Combination with applied muscle tension successfully addresses the unique issues with blood/injection/injury phobia, such as dizziness and fainting. People learn to use conscious, body-wide muscle tension to increase blood pressure and avoid fainting.

Cognitive Therapy

Cognitive Therapy can be used either as an additional or stand alone treatment by training people to confront their irrational fears with logical, fact-based reassessments. Available studies best support its use in claustrophobia, where it is at least as effective as in person exposure.

Medications

Although these therapies have high rates of success, a few situations call for the kind of rapid response that can only be provided by medication, specifically benzodiazepines. Claustrophobic patients who need to get an MRI (which requires lying still in an enclosed space) or people with Specific Phobia who fear airplanes but need to fly somewhere benefit from one-time doses of these muscle relaxants.

Managing Specific Phobia

Late to get help

Contrary to the beliefs of many people, Specific Phobia is highly treatable. However, fewer than a third seek treatment for their affliction. The ones who do get treatment usually delay many years. The average age at the start of treatment is over 31 years old, decades after the average age of onset. Many have become so accustomed to avoiding the source of their anxiety that they see no need to bother with treatment.

Fear of treatment

One in 4 who do seek treatment do not want exposure therapy because they either fear confronting their phobic trigger or think that it will not work for them. People who fear blood/injection/injury have an especially hard time getting treatment. The fear is so severe that they often avoid getting help even if they are gravely ill.

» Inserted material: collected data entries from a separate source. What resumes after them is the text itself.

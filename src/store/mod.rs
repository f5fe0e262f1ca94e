pub mod sqlite;
pub mod types;

pub use sqlite::SqliteRecordStore;
pub use types::{
    ArtifactClaim, CloseAttributes, Execution, ExecutionStatus, Validation, Workflow,
    WorkflowStatus,
};

use crate::error::Result;
use crate::hooks::HookRegistration;
use chrono::{DateTime, Utc};

/// Durable storage for workflows, executions, validations, and hook
/// registrations. The single source of truth shared by every component; all
/// writers go through this trait so the invariants can be enforced at write
/// time.
pub trait RecordStore: Send + Sync {
    // ── Workflows ────────────────────────────────────────────────────────

    fn create_workflow(
        &self,
        command: &str,
        project: &str,
        git_branch: Option<&str>,
        git_commit: Option<&str>,
    ) -> Result<Workflow>;

    fn get_workflow(&self, id: &str) -> Result<Option<Workflow>>;

    /// Set a terminal status and `ended_at` together. Rejects a second close.
    fn close_workflow(&self, id: &str, status: WorkflowStatus) -> Result<Workflow>;

    fn list_workflows(&self, limit: usize) -> Result<Vec<Workflow>>;

    // ── Executions ───────────────────────────────────────────────────────

    /// Insert a running execution. Rejects a missing or foreign-workflow
    /// parent, a parent terminal beyond the grace window, and a second root.
    fn insert_execution(
        &self,
        workflow_id: &str,
        parent_execution_id: Option<&str>,
        agent_name: &str,
        task_description: &str,
        grace_window_ms: i64,
    ) -> Result<Execution>;

    /// Insert sibling executions under one parent in a single transaction so
    /// readers observe either none or all of the group.
    fn insert_execution_group(
        &self,
        workflow_id: &str,
        parent_execution_id: &str,
        agents: &[(String, String)],
        grace_window_ms: i64,
    ) -> Result<Vec<Execution>>;

    fn get_execution(&self, id: &str) -> Result<Option<Execution>>;

    /// The one execution of a workflow with no parent, if opened yet.
    fn root_execution(&self, workflow_id: &str) -> Result<Option<Execution>>;

    /// Close a running execution with a terminal status, computing
    /// `duration_ms` and persisting the close attributes. Fails with
    /// `AlreadyClosed` on a second call; the first write is left untouched.
    fn close_execution(
        &self,
        id: &str,
        status: ExecutionStatus,
        attributes: &CloseAttributes,
    ) -> Result<Execution>;

    fn list_recent_executions(&self, limit: usize, failed_only: bool) -> Result<Vec<Execution>>;

    fn list_executions_since(&self, since: DateTime<Utc>) -> Result<Vec<Execution>>;

    fn list_children(&self, parent_execution_id: &str) -> Result<Vec<Execution>>;

    fn running_executions_started_before(&self, cutoff: DateTime<Utc>) -> Result<Vec<Execution>>;

    // ── Validations ──────────────────────────────────────────────────────

    fn insert_validation(
        &self,
        execution_id: &str,
        claimed: &[ArtifactClaim],
        actual: &[ArtifactClaim],
        passed: bool,
    ) -> Result<Validation>;

    fn latest_validation(&self, execution_id: &str) -> Result<Option<Validation>>;

    fn list_validations(&self, execution_id: &str) -> Result<Vec<Validation>>;

    // ── Hook registrations ───────────────────────────────────────────────

    /// Mirror the startup configuration into the store, replacing any
    /// previous snapshot. Registrations are immutable for the session.
    fn replace_hook_registrations(&self, registrations: &[HookRegistration]) -> Result<()>;

    fn load_hook_registrations(&self) -> Result<Vec<HookRegistration>>;

    // ── Maintenance ──────────────────────────────────────────────────────

    /// Delete terminal data older than `days`. Returns removed executions.
    fn purge_older_than(&self, days: i64) -> Result<usize>;

    fn vacuum(&self) -> Result<()>;
}
use crate::error::{ConfigError, Result};
use crate::hooks::HookRegistration;
use anyhow::Context;
use directories::UserDirs;
use serde::{Deserialize, Serialize};
use std::fs;
use std::path::{Path, PathBuf};

#[derive(Debug, Clone, Serialize, Deserialize)]
pub struct Config {
    /// Workspace directory - computed from home, not serialized
    #[serde(skip)]
    pub workspace_dir: PathBuf,
    /// Path to config.toml - computed from home, not serialized
    #[serde(skip)]
    pub config_path: PathBuf,

    /// Free-text label attached to workflows opened by this process.
    #[serde(default = "default_project")]
    pub project: String,

    #[serde(default)]
    pub store: StoreConfig,

    #[serde(default)]
    pub recorder: RecorderConfig,

    #[serde(default)]
    pub hooks: HooksConfig,

    #[serde(default)]
    pub validator: ValidatorConfig,

    #[serde(default)]
    pub metrics: MetricsConfig,

    #[serde(default)]
    pub improve: ImproveConfig,
}

fn default_project() -> String {
    "default".into()
}

#[derive(Debug, Clone, Default, Serialize, Deserialize)]
pub struct StoreConfig {
    /// Defaults to `<workspace>/spanloom.db` when unset.
    #[serde(default)]
    pub db_path: Option<PathBuf>,
}

#[derive(Debug, Clone, Serialize, Deserialize)]
pub struct RecorderConfig {
    /// How long after a parent closes that late children are still accepted.
    #[serde(default = "default_grace_window_ms")]
    pub grace_window_ms: i64,

    /// Running spans older than this are cancelled by the orphan sweep.
    #[serde(default = "default_max_running_age_secs")]
    pub max_running_age_secs: i64,

    #[serde(default = "default_sweep_poll_secs")]
    pub sweep_poll_secs: u64,
}

fn default_grace_window_ms() -> i64 {
    5_000
}

fn default_max_running_age_secs() -> i64 {
    3_600
}

fn default_sweep_poll_secs() -> u64 {
    60
}

impl Default for RecorderConfig {
    fn default() -> Self {
        Self {
            grace_window_ms: default_grace_window_ms(),
            max_running_age_secs: default_max_running_age_secs(),
            sweep_poll_secs: default_sweep_poll_secs(),
        }
    }
}

#[derive(Debug, Clone, Default, Serialize, Deserialize)]
pub struct HooksConfig {
    /// Loaded once at startup; immutable for the session.
    #[serde(default)]
    pub registrations: Vec<HookRegistration>,
}

#[derive(Debug, Clone, Default, Serialize, Deserialize)]
pub struct ValidatorConfig {
    /// Anchor for relative file claims. Defaults to the current directory.
    #[serde(default)]
    pub validation_root: Option<PathBuf>,
}

#[derive(Debug, Clone, Serialize, Deserialize)]
pub struct MetricsConfig {
    /// Success-rate delta below which the trend counts as stable.
    #[serde(default = "default_stability_band")]
    pub stability_band: f64,
}

fn default_stability_band() -> f64 {
    0.05
}

impl Default for MetricsConfig {
    fn default() -> Self {
        Self {
            stability_band: default_stability_band(),
        }
    }
}

#[derive(Debug, Clone, Serialize, Deserialize)]
pub struct ImproveConfig {
    #[serde(default = "default_lookback_days")]
    pub lookback_days: u32,

    /// Declared duration target applied to every agent, in milliseconds.
    #[serde(default = "default_duration_target_ms")]
    pub duration_target_ms: f64,

    /// Absolute reliability floor. Unset means the peer-majority rate.
    #[serde(default)]
    pub success_rate_floor: Option<f64>,

    /// Cost-per-execution target. Unset disables cost candidates.
    #[serde(default)]
    pub cost_target: Option<f64>,

    #[serde(default = "default_cost_weight")]
    pub cost_weight: f64,

    /// Candidates scoring below this end the cycle with "no action needed".
    #[serde(default = "default_min_impact_threshold")]
    pub min_impact_threshold: f64,

    /// Relative regression beyond which a change is flagged for rollback.
    #[serde(default = "default_regression_tolerance")]
    pub regression_tolerance: f64,

    /// External change process invoked with the top candidate. Unset makes
    /// `improve` analyze-only.
    #[serde(default)]
    pub change_command: Option<String>,
}

fn default_lookback_days() -> u32 {
    30
}

fn default_duration_target_ms() -> f64 {
    60_000.0
}

fn default_cost_weight() -> f64 {
    1.0
}

fn default_min_impact_threshold() -> f64 {
    1.0
}

fn default_regression_tolerance() -> f64 {
    0.05
}

impl Default for ImproveConfig {
    fn default() -> Self {
        Self {
            lookback_days: default_lookback_days(),
            duration_target_ms: default_duration_target_ms(),
            success_rate_floor: None,
            cost_target: None,
            cost_weight: default_cost_weight(),
            min_impact_threshold: default_min_impact_threshold(),
            regression_tolerance: default_regression_tolerance(),
            change_command: None,
        }
    }
}

impl Default for Config {
    fn default() -> Self {
        Self {
            workspace_dir: PathBuf::new(),
            config_path: PathBuf::new(),
            project: default_project(),
            store: StoreConfig::default(),
            recorder: RecorderConfig::default(),
            hooks: HooksConfig::default(),
            validator: ValidatorConfig::default(),
            metrics: MetricsConfig::default(),
            improve: ImproveConfig::default(),
        }
    }
}

impl Config {
    /// Load `~/.spanloom/config.toml`, writing a default one on first run.
    pub fn load_or_init() -> Result<Self> {
        let user_dirs = UserDirs::new()
            .ok_or_else(|| ConfigError::Load("could not determine home directory".into()))?;
        let workspace_dir = user_dirs.home_dir().join(".spanloom");
        Self::load_from_workspace(&workspace_dir)
    }

    /// Load from an explicit workspace directory. Used directly by tests.
    pub fn load_from_workspace(workspace_dir: &Path) -> Result<Self> {
        let config_path = workspace_dir.join("config.toml");

        let mut config = if config_path.exists() {
            let raw = fs::read_to_string(&config_path)
                .with_context(|| format!("reading {}", config_path.display()))?;
            toml::from_str::<Self>(&raw)
                .map_err(|e| ConfigError::Load(format!("{}: {e}", config_path.display())))?
        } else {
            fs::create_dir_all(workspace_dir)
                .with_context(|| format!("creating {}", workspace_dir.display()))?;
            let config = Self::default();
            let raw = toml::to_string_pretty(&config)
                .map_err(|e| ConfigError::Load(e.to_string()))?;
            fs::write(&config_path, raw)
                .with_context(|| format!("writing {}", config_path.display()))?;
            config
        };

        config.workspace_dir = workspace_dir.to_path_buf();
        config.config_path = config_path;
        config.validate()?;
        Ok(config)
    }

    pub fn db_path(&self) -> PathBuf {
        self.store
            .db_path
            .clone()
            .unwrap_or_else(|| self.workspace_dir.join("spanloom.db"))
    }

    pub fn validation_root(&self) -> PathBuf {
        self.validator
            .validation_root
            .clone()
            .unwrap_or_else(|| PathBuf::from("."))
    }

    fn validate(&self) -> Result<()> {
        if self.recorder.grace_window_ms < 0 {
            return Err(
                ConfigError::Validation("recorder.grace_window_ms must be >= 0".into()).into(),
            );
        }
        if self.recorder.max_running_age_secs <= 0 {
            return Err(ConfigError::Validation(
                "recorder.max_running_age_secs must be > 0".into(),
            )
            .into());
        }
        if let Some(floor) = self.improve.success_rate_floor {
            if !(0.0..=1.0).contains(&floor) {
                return Err(ConfigError::Validation(
                    "improve.success_rate_floor must be within 0..=1".into(),
                )
                .into());
            }
        }
        if self.improve.regression_tolerance < 0.0 {
            return Err(ConfigError::Validation(
                "improve.regression_tolerance must be >= 0".into(),
            )
            .into());
        }
        Ok(())
    }
}
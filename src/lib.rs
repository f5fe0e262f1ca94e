#![warn(clippy::all, clippy::pedantic)]
#![allow(
    clippy::missing_errors_doc,
    clippy::missing_panics_doc,
    clippy::module_name_repetitions,
    clippy::must_use_candidate,
    clippy::return_self_not_must_use
)]

pub mod app;
pub mod cli;
pub mod config;
pub mod error;
pub mod hooks;
pub mod improve;
pub mod metrics;
pub mod recorder;
pub mod store;
pub mod validator;

pub use cli::{Cli, Commands};
pub use config::Config;
pub use error::{LoomError, Result};
pub use recorder::SpanRecorder;
pub use store::{RecordStore, SqliteRecordStore};
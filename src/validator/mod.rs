use crate::error::{Result, StoreError, ValidationError};
use crate::store::{ArtifactClaim, RecordStore, Validation};
use std::path::{Path, PathBuf};
use std::sync::Arc;
use tracing::debug;

/// Compares an execution's claimed outputs against observable reality and
/// records the verdict. Reports discrepancies only; remediation belongs to a
/// human or the improvement engine.
pub struct Validator {
    store: Arc<dyn RecordStore>,
    validation_root: PathBuf,
}

impl Validator {
    /// `validation_root` anchors relative file claims; absolute claims are
    /// checked as-is.
    pub fn new(store: Arc<dyn RecordStore>, validation_root: impl Into<PathBuf>) -> Self {
        Self {
            store,
            validation_root: validation_root.into(),
        }
    }

    /// Check every claim of a terminal execution and persist a new
    /// validation row. Re-validation always inserts; earlier rows are never
    /// touched. `passed` means every claim was confirmed — no partial credit.
    pub fn validate(&self, execution_id: &str) -> Result<Validation> {
        let execution =
            self.store
                .get_execution(execution_id)?
                .ok_or_else(|| StoreError::NotFound {
                    kind: "execution",
                    id: execution_id.to_string(),
                })?;
        if !execution.status.is_terminal() {
            return Err(ValidationError::NotTerminal(execution_id.to_string()).into());
        }

        let actual: Vec<ArtifactClaim> = execution
            .claimed_outputs
            .iter()
            .filter(|claim| self.confirm(claim))
            .cloned()
            .collect();
        let passed = actual == execution.claimed_outputs;

        debug!(
            execution = execution_id,
            claimed = execution.claimed_outputs.len(),
            confirmed = actual.len(),
            passed,
            "validation recorded"
        );
        self.store
            .insert_validation(execution_id, &execution.claimed_outputs, &actual, passed)
    }

    fn confirm(&self, claim: &ArtifactClaim) -> bool {
        match claim {
            ArtifactClaim::File { path } => {
                let candidate = Path::new(path);
                if candidate.is_absolute() {
                    candidate.exists()
                } else {
                    self.validation_root.join(candidate).exists()
                }
            }
            ArtifactClaim::Command { exit_code, .. } => *exit_code == 0,
        }
    }
}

Situational Type of Specific Phobia versus Agoraphobia

The key to differentiating these two is the number of different situations that are feared. Agoraphobia requires at least two of five different categories of situations. However, if the person only fears situations that fit into one of those categories, the diagnosis of Specific Phobia, Situational Type, is more appropriate.

Substances to avoid

As with other anxiety disorders, intake of caffeine and alcohol can exacerbate symptoms and should be minimized if possible.

Phobias in the elderly

Elderly people with Specific Phobia face characteristic issues that their families and caretakers should look out for. Their phobias often center around pre-existing medical issues, and patients often have a phobia of falling. This enhanced fear of falling can decrease the amount of exercise they are willing to engage in, thus lowering physical mobility and increasing potential need for in-home assistance.